=== INFORMATION GIVEN ===

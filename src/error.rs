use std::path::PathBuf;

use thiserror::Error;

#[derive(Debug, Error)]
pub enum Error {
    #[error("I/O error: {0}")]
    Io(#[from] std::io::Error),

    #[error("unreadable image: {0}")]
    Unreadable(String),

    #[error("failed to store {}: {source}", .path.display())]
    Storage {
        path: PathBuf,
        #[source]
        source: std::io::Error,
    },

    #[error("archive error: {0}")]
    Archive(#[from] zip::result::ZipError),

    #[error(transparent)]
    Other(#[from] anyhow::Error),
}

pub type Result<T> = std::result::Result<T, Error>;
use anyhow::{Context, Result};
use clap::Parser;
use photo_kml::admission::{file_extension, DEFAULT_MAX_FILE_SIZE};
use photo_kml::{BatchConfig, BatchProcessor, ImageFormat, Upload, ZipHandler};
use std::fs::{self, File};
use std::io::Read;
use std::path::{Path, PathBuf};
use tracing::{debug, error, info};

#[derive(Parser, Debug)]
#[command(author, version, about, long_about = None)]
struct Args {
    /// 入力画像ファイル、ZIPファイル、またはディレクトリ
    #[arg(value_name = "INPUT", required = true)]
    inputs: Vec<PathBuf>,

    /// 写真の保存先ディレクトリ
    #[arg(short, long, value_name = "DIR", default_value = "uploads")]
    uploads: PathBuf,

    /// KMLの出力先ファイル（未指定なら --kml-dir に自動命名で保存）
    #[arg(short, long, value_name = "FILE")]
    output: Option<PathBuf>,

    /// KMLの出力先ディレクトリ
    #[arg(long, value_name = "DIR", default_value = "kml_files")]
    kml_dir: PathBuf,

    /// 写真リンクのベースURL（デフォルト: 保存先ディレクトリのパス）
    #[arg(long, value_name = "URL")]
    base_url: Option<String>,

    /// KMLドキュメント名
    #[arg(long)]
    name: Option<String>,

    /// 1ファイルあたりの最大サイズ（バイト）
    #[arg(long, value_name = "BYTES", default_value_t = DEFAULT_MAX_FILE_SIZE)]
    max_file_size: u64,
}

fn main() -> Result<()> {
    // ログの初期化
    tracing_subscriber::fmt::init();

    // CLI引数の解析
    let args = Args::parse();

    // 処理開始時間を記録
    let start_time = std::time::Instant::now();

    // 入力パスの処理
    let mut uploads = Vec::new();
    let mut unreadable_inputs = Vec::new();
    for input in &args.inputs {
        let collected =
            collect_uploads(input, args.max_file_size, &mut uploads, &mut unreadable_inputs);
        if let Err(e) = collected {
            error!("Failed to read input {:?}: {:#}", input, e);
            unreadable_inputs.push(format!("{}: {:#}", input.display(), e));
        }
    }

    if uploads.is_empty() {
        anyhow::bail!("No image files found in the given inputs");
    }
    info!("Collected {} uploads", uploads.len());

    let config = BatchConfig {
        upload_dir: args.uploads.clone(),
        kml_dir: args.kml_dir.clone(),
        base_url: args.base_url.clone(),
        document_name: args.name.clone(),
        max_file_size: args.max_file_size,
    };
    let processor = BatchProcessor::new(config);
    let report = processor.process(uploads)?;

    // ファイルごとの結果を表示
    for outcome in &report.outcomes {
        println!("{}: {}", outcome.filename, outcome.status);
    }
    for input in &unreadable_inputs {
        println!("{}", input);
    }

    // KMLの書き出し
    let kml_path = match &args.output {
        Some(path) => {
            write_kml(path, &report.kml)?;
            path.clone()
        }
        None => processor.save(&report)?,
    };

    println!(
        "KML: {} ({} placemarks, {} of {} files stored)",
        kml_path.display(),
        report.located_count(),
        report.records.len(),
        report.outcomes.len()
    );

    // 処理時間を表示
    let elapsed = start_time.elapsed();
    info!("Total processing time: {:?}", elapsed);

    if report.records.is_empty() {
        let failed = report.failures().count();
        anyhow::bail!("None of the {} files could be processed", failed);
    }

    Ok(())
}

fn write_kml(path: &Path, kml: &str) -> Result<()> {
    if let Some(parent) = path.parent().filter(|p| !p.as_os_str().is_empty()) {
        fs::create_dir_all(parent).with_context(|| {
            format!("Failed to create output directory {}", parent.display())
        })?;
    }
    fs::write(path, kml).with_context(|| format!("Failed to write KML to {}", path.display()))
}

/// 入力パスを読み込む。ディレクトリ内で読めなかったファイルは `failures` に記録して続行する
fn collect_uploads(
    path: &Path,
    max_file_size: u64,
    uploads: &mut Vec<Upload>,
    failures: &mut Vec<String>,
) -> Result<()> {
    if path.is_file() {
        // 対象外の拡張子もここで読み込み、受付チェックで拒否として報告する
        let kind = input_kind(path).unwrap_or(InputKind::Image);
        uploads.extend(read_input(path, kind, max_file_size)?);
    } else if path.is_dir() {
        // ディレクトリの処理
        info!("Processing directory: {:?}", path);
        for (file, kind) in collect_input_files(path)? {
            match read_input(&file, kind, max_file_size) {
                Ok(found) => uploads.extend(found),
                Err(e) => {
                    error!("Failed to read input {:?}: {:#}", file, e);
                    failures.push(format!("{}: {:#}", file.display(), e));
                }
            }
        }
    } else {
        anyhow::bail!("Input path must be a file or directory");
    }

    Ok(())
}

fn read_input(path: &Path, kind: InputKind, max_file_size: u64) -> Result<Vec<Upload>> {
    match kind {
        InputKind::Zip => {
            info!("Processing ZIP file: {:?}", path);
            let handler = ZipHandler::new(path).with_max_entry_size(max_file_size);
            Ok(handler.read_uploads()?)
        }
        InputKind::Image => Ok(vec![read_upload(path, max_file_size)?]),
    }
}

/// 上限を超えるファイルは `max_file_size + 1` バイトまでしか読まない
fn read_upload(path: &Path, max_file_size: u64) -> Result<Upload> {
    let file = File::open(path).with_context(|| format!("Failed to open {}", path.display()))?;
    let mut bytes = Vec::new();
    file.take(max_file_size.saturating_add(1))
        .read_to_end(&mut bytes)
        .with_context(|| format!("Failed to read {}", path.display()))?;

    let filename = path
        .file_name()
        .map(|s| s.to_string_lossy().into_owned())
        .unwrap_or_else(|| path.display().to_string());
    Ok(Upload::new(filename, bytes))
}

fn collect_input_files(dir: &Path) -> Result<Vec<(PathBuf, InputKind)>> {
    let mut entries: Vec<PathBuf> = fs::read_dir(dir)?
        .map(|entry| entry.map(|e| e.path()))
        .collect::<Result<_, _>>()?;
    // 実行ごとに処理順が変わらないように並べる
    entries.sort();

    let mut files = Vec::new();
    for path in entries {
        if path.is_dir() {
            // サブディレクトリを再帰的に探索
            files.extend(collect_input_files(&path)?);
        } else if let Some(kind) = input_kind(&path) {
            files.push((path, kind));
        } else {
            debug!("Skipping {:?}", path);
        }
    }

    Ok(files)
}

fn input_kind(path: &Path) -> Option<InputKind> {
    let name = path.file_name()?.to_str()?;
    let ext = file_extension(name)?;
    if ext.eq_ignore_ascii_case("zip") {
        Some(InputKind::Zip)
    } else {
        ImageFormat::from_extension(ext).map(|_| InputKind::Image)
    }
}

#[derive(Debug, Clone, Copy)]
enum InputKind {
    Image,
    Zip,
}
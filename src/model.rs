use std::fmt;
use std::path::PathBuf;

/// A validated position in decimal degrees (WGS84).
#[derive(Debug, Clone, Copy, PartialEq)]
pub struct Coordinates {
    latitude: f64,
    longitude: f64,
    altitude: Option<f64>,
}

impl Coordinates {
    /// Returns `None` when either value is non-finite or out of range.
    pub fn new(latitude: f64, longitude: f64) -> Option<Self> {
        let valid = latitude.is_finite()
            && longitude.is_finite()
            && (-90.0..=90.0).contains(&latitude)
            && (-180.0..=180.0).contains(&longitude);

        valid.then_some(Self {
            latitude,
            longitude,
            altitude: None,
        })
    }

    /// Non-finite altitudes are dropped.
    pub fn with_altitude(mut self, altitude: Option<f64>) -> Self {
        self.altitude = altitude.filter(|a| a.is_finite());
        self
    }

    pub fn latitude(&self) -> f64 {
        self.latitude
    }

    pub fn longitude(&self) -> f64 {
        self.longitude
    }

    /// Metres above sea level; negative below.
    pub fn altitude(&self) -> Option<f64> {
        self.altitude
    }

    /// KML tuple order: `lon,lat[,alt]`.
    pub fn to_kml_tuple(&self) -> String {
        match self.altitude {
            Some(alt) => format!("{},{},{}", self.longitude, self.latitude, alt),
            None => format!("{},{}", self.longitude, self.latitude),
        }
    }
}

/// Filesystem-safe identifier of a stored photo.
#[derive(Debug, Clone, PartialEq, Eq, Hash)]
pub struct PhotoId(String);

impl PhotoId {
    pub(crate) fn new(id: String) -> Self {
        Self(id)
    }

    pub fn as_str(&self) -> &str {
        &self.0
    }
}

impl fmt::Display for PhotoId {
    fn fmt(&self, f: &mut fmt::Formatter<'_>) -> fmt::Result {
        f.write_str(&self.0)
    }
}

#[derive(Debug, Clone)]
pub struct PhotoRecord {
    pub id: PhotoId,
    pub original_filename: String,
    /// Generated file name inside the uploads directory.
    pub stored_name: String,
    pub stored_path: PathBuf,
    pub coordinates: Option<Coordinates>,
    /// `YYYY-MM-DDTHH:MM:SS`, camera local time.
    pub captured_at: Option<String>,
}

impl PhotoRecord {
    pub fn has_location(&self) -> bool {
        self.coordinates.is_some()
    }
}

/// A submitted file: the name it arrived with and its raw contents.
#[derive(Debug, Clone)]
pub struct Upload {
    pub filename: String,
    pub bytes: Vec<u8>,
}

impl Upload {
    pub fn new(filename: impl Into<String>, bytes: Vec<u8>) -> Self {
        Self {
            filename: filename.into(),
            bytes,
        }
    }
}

===
=== INFORMATION GIVEN ===

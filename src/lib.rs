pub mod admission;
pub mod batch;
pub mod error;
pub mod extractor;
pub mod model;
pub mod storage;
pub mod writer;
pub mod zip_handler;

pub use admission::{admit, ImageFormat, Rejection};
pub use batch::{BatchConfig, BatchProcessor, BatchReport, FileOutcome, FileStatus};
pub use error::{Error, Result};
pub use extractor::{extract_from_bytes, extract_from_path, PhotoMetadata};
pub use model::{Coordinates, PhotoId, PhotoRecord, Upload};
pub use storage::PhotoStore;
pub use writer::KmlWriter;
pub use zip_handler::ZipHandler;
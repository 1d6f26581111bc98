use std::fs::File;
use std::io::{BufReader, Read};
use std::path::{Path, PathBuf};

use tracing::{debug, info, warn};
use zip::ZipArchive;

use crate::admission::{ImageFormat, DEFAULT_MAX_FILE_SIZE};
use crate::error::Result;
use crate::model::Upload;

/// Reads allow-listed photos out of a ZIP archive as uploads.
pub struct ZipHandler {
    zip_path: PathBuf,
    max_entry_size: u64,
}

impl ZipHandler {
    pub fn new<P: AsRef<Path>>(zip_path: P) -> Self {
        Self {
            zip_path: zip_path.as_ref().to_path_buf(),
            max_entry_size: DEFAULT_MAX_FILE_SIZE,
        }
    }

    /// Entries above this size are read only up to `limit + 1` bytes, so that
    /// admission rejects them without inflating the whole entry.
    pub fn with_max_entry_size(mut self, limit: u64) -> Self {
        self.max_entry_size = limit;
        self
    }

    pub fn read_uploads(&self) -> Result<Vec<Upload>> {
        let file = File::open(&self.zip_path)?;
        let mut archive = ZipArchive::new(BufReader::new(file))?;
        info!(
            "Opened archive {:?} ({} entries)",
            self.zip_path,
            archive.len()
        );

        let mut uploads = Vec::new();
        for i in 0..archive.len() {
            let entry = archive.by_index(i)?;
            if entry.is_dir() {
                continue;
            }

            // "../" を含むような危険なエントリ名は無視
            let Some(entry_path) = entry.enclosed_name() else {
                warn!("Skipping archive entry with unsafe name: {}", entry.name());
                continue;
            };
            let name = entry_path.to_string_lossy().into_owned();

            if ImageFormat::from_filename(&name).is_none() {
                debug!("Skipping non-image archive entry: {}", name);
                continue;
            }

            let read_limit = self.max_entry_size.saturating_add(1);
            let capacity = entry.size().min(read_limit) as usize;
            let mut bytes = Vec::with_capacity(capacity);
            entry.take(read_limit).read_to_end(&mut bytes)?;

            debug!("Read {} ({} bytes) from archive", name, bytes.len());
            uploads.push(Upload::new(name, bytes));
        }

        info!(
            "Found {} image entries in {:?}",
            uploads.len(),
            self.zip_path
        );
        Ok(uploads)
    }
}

===
=== INFORMATION GIVEN ===

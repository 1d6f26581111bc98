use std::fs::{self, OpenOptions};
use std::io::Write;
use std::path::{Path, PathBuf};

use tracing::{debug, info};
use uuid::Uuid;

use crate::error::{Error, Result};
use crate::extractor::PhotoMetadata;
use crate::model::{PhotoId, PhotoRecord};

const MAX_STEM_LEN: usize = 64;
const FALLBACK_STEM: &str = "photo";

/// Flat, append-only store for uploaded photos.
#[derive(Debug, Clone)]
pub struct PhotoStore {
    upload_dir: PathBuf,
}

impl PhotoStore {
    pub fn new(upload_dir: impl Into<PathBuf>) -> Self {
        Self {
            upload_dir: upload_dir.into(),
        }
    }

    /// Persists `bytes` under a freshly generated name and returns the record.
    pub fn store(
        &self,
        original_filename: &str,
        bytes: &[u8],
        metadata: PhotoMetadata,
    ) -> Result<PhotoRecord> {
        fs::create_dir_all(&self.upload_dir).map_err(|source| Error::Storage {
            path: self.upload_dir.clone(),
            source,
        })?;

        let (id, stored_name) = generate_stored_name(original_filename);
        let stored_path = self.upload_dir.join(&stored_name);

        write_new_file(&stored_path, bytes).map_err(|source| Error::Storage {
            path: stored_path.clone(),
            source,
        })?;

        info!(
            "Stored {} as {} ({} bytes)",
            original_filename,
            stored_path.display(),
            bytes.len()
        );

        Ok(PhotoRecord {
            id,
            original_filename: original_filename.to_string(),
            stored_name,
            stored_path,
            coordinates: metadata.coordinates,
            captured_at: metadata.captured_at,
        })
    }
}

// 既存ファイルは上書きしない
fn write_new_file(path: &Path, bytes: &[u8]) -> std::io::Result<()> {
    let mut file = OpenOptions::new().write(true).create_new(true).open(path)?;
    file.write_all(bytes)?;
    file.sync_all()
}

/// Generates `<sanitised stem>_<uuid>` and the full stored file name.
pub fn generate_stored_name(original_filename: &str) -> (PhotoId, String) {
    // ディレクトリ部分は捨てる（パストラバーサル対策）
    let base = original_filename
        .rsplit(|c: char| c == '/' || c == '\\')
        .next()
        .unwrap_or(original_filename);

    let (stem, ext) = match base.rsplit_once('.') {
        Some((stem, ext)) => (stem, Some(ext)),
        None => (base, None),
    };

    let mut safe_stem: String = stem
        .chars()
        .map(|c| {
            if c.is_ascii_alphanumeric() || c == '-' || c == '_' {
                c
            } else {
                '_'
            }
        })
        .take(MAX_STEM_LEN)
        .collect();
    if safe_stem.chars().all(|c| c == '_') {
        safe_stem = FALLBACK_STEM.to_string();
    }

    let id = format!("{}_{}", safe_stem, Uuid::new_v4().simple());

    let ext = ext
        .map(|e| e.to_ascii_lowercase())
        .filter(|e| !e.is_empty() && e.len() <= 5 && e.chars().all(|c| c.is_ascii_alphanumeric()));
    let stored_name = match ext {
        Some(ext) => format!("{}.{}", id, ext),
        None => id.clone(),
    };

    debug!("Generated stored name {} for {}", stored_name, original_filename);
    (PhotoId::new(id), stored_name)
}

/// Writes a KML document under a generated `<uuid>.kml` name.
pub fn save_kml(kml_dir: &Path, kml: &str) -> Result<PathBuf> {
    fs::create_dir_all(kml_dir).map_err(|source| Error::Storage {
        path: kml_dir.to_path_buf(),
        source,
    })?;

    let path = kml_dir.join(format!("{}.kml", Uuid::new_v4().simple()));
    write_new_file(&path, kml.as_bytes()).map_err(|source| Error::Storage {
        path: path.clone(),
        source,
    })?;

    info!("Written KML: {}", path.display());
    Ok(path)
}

===

Find every line above where the word "warn" occurs, and copy that line.

*TASK ANSWER*.
use tracing::{debug, info, warn};
                warn!("Skipping archive entry with unsafe name: {}", entry.name());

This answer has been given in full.